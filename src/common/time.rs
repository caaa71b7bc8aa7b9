use chrono::{DateTime, Local, NaiveDateTime};
use std::time::SystemTime;

/// Wall-clock source for log record timestamps, injectable for tests.
pub trait Clock {
    fn now(&self) -> SystemTime;
}

#[derive(Debug, Clone, Copy, Default)]
pub struct SystemClock;

impl Clock for SystemClock {
    fn now(&self) -> SystemTime {
        SystemTime::now()
    }
}

/// Convert a clock reading to the naive local time written into the log.
pub fn to_local_naive(instant: SystemTime) -> NaiveDateTime {
    DateTime::<Local>::from(instant).naive_local()
}

#[cfg(test)]
pub struct FixedClock(pub SystemTime);

#[cfg(test)]
impl Clock for FixedClock {
    fn now(&self) -> SystemTime {
        self.0
    }
}

/// Pin the process zone for tests that compare wall-clock values computed
/// at different moments. Every caller sets this one value, so concurrently
/// running tests can never observe a zone flip.
#[cfg(test)]
pub fn pin_zone() {
    // SAFETY: TZ is only ever written with this single value.
    unsafe { std::env::set_var("TZ", "Europe/Helsinki") };
}
pub mod time;

/// Round a seconds value to microsecond precision, the resolution every
/// latency and timestamp in the log carries.
pub fn round_micros(seconds: f64) -> f64 {
    (seconds * 1e6).round() / 1e6
}

#[cfg(test)]
mod tests {
    use super::round_micros;

    #[test]
    fn round_micros_keeps_six_decimals() {
        assert_eq!(round_micros(0.123_456_789), 0.123_457);
        assert_eq!(round_micros(3.0), 3.0);
        assert_eq!(round_micros(0.0000004), 0.0);
    }
}
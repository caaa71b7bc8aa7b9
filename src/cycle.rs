use crate::common::round_micros;
use crate::probe::{Probe, ProbeOutcome};
use std::fmt;
use std::time::Duration;
use tracing::debug;

/// Coarse health of one monitoring cycle, as written to the log.
#[derive(Clone, Copy, Debug, Eq, PartialEq)]
pub enum CycleStatus {
    Ok,
    Degraded,
    Error,
}

impl CycleStatus {
    pub fn as_str(self) -> &'static str {
        match self {
            CycleStatus::Ok => "OK",
            CycleStatus::Degraded => "DEGRADED",
            CycleStatus::Error => "ERROR",
        }
    }

    pub fn parse(text: &str) -> Option<Self> {
        match text {
            "OK" => Some(CycleStatus::Ok),
            "DEGRADED" => Some(CycleStatus::Degraded),
            "ERROR" => Some(CycleStatus::Error),
            _ => None,
        }
    }

    /// Numeric code used on the status axis of rendered charts.
    pub fn plot_value(self) -> f64 {
        match self {
            CycleStatus::Ok => 0.0,
            CycleStatus::Degraded => 0.5,
            CycleStatus::Error => 1.0,
        }
    }
}

impl fmt::Display for CycleStatus {
    fn fmt(&self, f: &mut fmt::Formatter<'_>) -> fmt::Result {
        f.write_str(self.as_str())
    }
}

#[derive(Clone, Copy, Debug, PartialEq)]
pub struct CycleOutcome {
    pub latency: f64,
    pub status: CycleStatus,
}

/// Run every probe once, sequentially and to completion, then fold the
/// outcomes. Probe failures never abort the cycle.
pub fn run_cycle(probes: &[Probe], timeout: Duration) -> CycleOutcome {
    debug!("running {} checks", probes.len());

    let outcomes: Vec<ProbeOutcome> = probes.iter().map(|probe| probe.measure(timeout)).collect();
    let outcome = aggregate(&outcomes, timeout);

    debug!(
        "cycle finished: {} with average latency {}s",
        outcome.status, outcome.latency
    );
    outcome
}

/// Classify a cycle and compute its aggregate latency.
///
/// The average divides by the full probe count, failures included, so a
/// failed probe pulls the mean toward zero instead of being excluded.
/// Historical logs were written with this arithmetic; changing it would
/// shift every existing chart. When every probe fails there is nothing to
/// average and the configured timeout is written as a sentinel.
pub fn aggregate(outcomes: &[ProbeOutcome], timeout: Duration) -> CycleOutcome {
    let total = outcomes.len();
    let failures = outcomes.iter().filter(|o| o.is_failure()).count();
    let measured: f64 = outcomes.iter().filter_map(|o| o.latency()).sum();

    let status = if failures == total {
        CycleStatus::Error
    } else if failures > 0 {
        CycleStatus::Degraded
    } else {
        CycleStatus::Ok
    };

    let latency = if failures == total {
        timeout.as_secs_f64()
    } else {
        round_micros(measured / total as f64)
    };

    CycleOutcome { latency, status }
}

#[cfg(test)]
mod tests {
    use super::*;
    use crate::probe::Probe;
    use std::net::TcpListener;

    const TIMEOUT: Duration = Duration::from_secs(3);

    #[test]
    fn all_successes_are_ok_and_averaged() {
        let outcomes = [
            ProbeOutcome::Measured(0.01),
            ProbeOutcome::Measured(0.02),
            ProbeOutcome::Measured(0.03),
        ];
        let outcome = aggregate(&outcomes, TIMEOUT);
        assert_eq!(outcome.status, CycleStatus::Ok);
        assert_eq!(outcome.latency, 0.02);
    }

    #[test]
    fn partial_failure_is_degraded_and_dilutes_the_average() {
        let outcomes = [
            ProbeOutcome::Measured(0.01),
            ProbeOutcome::Measured(0.02),
            ProbeOutcome::Failed,
        ];
        let outcome = aggregate(&outcomes, TIMEOUT);
        assert_eq!(outcome.status, CycleStatus::Degraded);
        assert_eq!(outcome.latency, 0.01);
    }

    #[test]
    fn total_failure_is_error_with_timeout_sentinel() {
        let outcomes = [ProbeOutcome::Failed, ProbeOutcome::Failed, ProbeOutcome::Failed];
        let outcome = aggregate(&outcomes, TIMEOUT);
        assert_eq!(outcome.status, CycleStatus::Error);
        assert_eq!(outcome.latency, 3.0);
    }

    #[test]
    fn single_failure_among_many_is_degraded() {
        for total in 2..6 {
            let mut outcomes = vec![ProbeOutcome::Measured(0.001); total - 1];
            outcomes.push(ProbeOutcome::Failed);
            assert_eq!(aggregate(&outcomes, TIMEOUT).status, CycleStatus::Degraded);
        }
    }

    #[test]
    fn average_is_rounded_to_microseconds() {
        let outcomes = [
            ProbeOutcome::Measured(0.1),
            ProbeOutcome::Measured(0.1),
            ProbeOutcome::Measured(0.1),
        ];
        // 0.3 / 3 carries float noise without the rounding step.
        assert_eq!(aggregate(&outcomes, TIMEOUT).latency, 0.1);
    }

    #[test]
    fn status_text_round_trips() {
        for status in [CycleStatus::Ok, CycleStatus::Degraded, CycleStatus::Error] {
            assert_eq!(CycleStatus::parse(status.as_str()), Some(status));
        }
        assert_eq!(CycleStatus::parse("ok"), None);
        assert_eq!(CycleStatus::parse(""), None);
    }

    #[test]
    fn run_cycle_mixes_live_and_dead_destinations() {
        let listener = TcpListener::bind("127.0.0.1:0").expect("bind");
        let open_port = listener.local_addr().expect("addr").port();
        let closed_port = {
            let probe_listener = TcpListener::bind("127.0.0.1:0").expect("bind");
            probe_listener.local_addr().expect("addr").port()
        };

        let probes = vec![
            Probe::tcp(&format!("127.0.0.1:{open_port}")).expect("probe"),
            Probe::tcp(&format!("127.0.0.1:{closed_port}")).expect("probe"),
        ];

        let outcome = run_cycle(&probes, Duration::from_secs(1));
        assert_eq!(outcome.status, CycleStatus::Degraded);
        assert!(outcome.latency >= 0.0);
    }
}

▶ [WHAT TO PRODUCE] Print the entries exactly. Include every one.

▶ [RESULT FOR THIS TASK]
filename src/common/time.rs
repository caaa71b7bc8aa7b9
use chrono::{DateTime, Local, NaiveDateTime};
use std::time::SystemTime;

/// Wall-clock source for log record timestamps, injectable for tests.
pub trait Clock {
    fn now(&self) -> SystemTime;
}

#[derive(Debug, Clone, Copy, Default)]
pub struct SystemClock;

impl Clock for SystemClock {
    fn now(&self) -> SystemTime {
        SystemTime::now()
    }
}

/// Convert a clock reading to the naive local time written into the log.
pub fn to_local_naive(instant: SystemTime) -> NaiveDateTime {
    DateTime::<Local>::from(instant).naive_local()
}

#[cfg(test)]
pub struct FixedClock(pub SystemTime);

#[cfg(test)]
impl Clock for FixedClock {
    fn now(&self) -> SystemTime {
        self.0
    }
}

/// Pin the process zone for tests that compare wall-clock values computed
/// at different moments. Every caller sets this one value, so concurrently
/// running tests can never observe a zone flip.
#[cfg(test)]
pub fn pin_zone() {
    // SAFETY: TZ is only ever written with this single value.
    unsafe { std::env::set_var("TZ", "Europe/Helsinki") };
}
pub mod time;

/// Round a seconds value to microsecond precision, the resolution every
/// latency and timestamp in the log carries.
pub fn round_micros(seconds: f64) -> f64 {
    (seconds * 1e6).round() / 1e6
}

#[cfg(test)]
mod tests {
    use super::round_micros;

    #[test]
    fn round_micros_keeps_six_decimals() {
        assert_eq!(round_micros(0.123_456_789), 0.123_457);
        assert_eq!(round_micros(3.0), 3.0);
        assert_eq!(round_micros(0.0000004), 0.0);
    }
}
repository caaa71b7bc8aa7b9
filename src/cycle.rs
use crate::common::round_micros;
use crate::probe::{Probe, ProbeOutcome};
use std::fmt;
use std::time::Duration;
use tracing::debug;

/// Coarse health of one monitoring cycle, as written to the log.
#[derive(Clone, Copy, Debug, Eq, PartialEq)]
pub enum CycleStatus {
    Ok,
    Degraded,
    Error,
}

impl CycleStatus {
    pub fn as_str(self) -> &'static str {
        match self {
            CycleStatus::Ok => "OK",
            CycleStatus::Degraded => "DEGRADED",
            CycleStatus::Error => "ERROR",
        }
    }

    pub fn parse(text: &str) -> Option<Self> {
        match text {
            "OK" => Some(CycleStatus::Ok),
            "DEGRADED" => Some(CycleStatus::Degraded),
            "ERROR" => Some(CycleStatus::Error),
            _ => None,
        }
    }

    /// Numeric code used on the status axis of rendered charts.
    pub fn plot_value(self) -> f64 {
        match self {
            CycleStatus::Ok => 0.0,
            CycleStatus::Degraded => 0.5,
            CycleStatus::Error => 1.0,
        }
    }
}

impl fmt::Display for CycleStatus {
    fn fmt(&self, f: &mut fmt::Formatter<'_>) -> fmt::Result {
        f.write_str(self.as_str())
    }
}

#[derive(Clone, Copy, Debug, PartialEq)]
pub struct CycleOutcome {
    pub latency: f64,
    pub status: CycleStatus,
}

/// Run every probe once, sequentially and to completion, then fold the
/// outcomes. Probe failures never abort the cycle.
pub fn run_cycle(probes: &[Probe], timeout: Duration) -> CycleOutcome {
    debug!("running {} checks", probes.len());

    let outcomes: Vec<ProbeOutcome> = probes.iter().map(|probe| probe.measure(timeout)).collect();
    let outcome = aggregate(&outcomes, timeout);

    debug!(
        "cycle finished: {} with average latency {}s",
        outcome.status, outcome.latency
    );
    outcome
}

/// Classify a cycle and compute its aggregate latency.
///
/// The average divides by the full probe count, failures included, so a
/// failed probe pulls the mean toward zero instead of being excluded.
/// Historical logs were written with this arithmetic; changing it would
/// shift every existing chart. When every probe fails there is nothing to
/// average and the configured timeout is written as a sentinel.
pub fn aggregate(outcomes: &[ProbeOutcome], timeout: Duration) -> CycleOutcome {
    let total = outcomes.len();
    let failures = outcomes.iter().filter(|o| o.is_failure()).count();
    let measured: f64 = outcomes.iter().filter_map(|o| o.latency()).sum();

    let status = if failures == total {
        CycleStatus::Error
    } else if failures > 0 {
        CycleStatus::Degraded
    } else {
        CycleStatus::Ok
    };

    let latency = if failures == total {
        timeout.as_secs_f64()
    } else {
        round_micros(measured / total as f64)
    };

    CycleOutcome { latency, status }
}

#[cfg(test)]
mod tests {
    use super::*;
    use crate::probe::Probe;
    use std::net::TcpListener;

    const TIMEOUT: Duration = Duration::from_secs(3);

    #[test]
    fn all_successes_are_ok_and_averaged() {
        let outcomes = [
            ProbeOutcome::Measured(0.01),
            ProbeOutcome::Measured(0.02),
            ProbeOutcome::Measured(0.03),
        ];
        let outcome = aggregate(&outcomes, TIMEOUT);
        assert_eq!(outcome.status, CycleStatus::Ok);
        assert_eq!(outcome.latency, 0.02);
    }

    #[test]
    fn partial_failure_is_degraded_and_dilutes_the_average() {
        let outcomes = [
            ProbeOutcome::Measured(0.01),
            ProbeOutcome::Measured(0.02),
            ProbeOutcome::Failed,
        ];
        let outcome = aggregate(&outcomes, TIMEOUT);
        assert_eq!(outcome.status, CycleStatus::Degraded);
        assert_eq!(outcome.latency, 0.01);
    }

    #[test]
    fn total_failure_is_error_with_timeout_sentinel() {
        let outcomes = [ProbeOutcome::Failed, ProbeOutcome::Failed, ProbeOutcome::Failed];
        let outcome = aggregate(&outcomes, TIMEOUT);
        assert_eq!(outcome.status, CycleStatus::Error);
        assert_eq!(outcome.latency, 3.0);
    }

    #[test]
    fn single_failure_among_many_is_degraded() {
        for total in 2..6 {
            let mut outcomes = vec![ProbeOutcome::Measured(0.001); total - 1];
            outcomes.push(ProbeOutcome::Failed);
            assert_eq!(aggregate(&outcomes, TIMEOUT).status, CycleStatus::Degraded);
        }
    }

    #[test]
    fn average_is_rounded_to_microseconds() {
        let outcomes = [
            ProbeOutcome::Measured(0.1),
            ProbeOutcome::Measured(0.1),
            ProbeOutcome::Measured(0.1),
        ];
        // 0.3 / 3 carries float noise without the rounding step.
        assert_eq!(aggregate(&outcomes, TIMEOUT).latency, 0.1);
    }

    #[test]
    fn status_text_round_trips() {
        for status in [CycleStatus::Ok, CycleStatus::Degraded, CycleStatus::Error] {
            assert_eq!(CycleStatus::parse(status.as_str()), Some(status));
        }
        assert_eq!(CycleStatus::parse("ok"), None);
        assert_eq!(CycleStatus::parse(""), None);
    }

    #[test]
    fn run_cycle_mixes_live_and_dead_destinations() {
        let listener = TcpListener::bind("127.0.0.1:0").expect("bind");
        let open_port = listener.local_addr().expect("addr").port();
        let closed_port = {
            let probe_listener = TcpListener::bind("127.0.0.1:0").expect("bind");
            probe_listener.local_addr().expect("addr").port()
        };

        let probes = vec![
            Probe::tcp(&format!("127.0.0.1:{open_port}")).expect("probe"),
            Probe::tcp(&format!("127.0.0.1:{closed_port}")).expect("probe"),
        ];

        let outcome = run_cycle(&probes, Duration::from_secs(1));
        assert_eq!(outcome.status, CycleStatus::Degraded);
        assert!(outcome.latency >= 0.0);
    }
}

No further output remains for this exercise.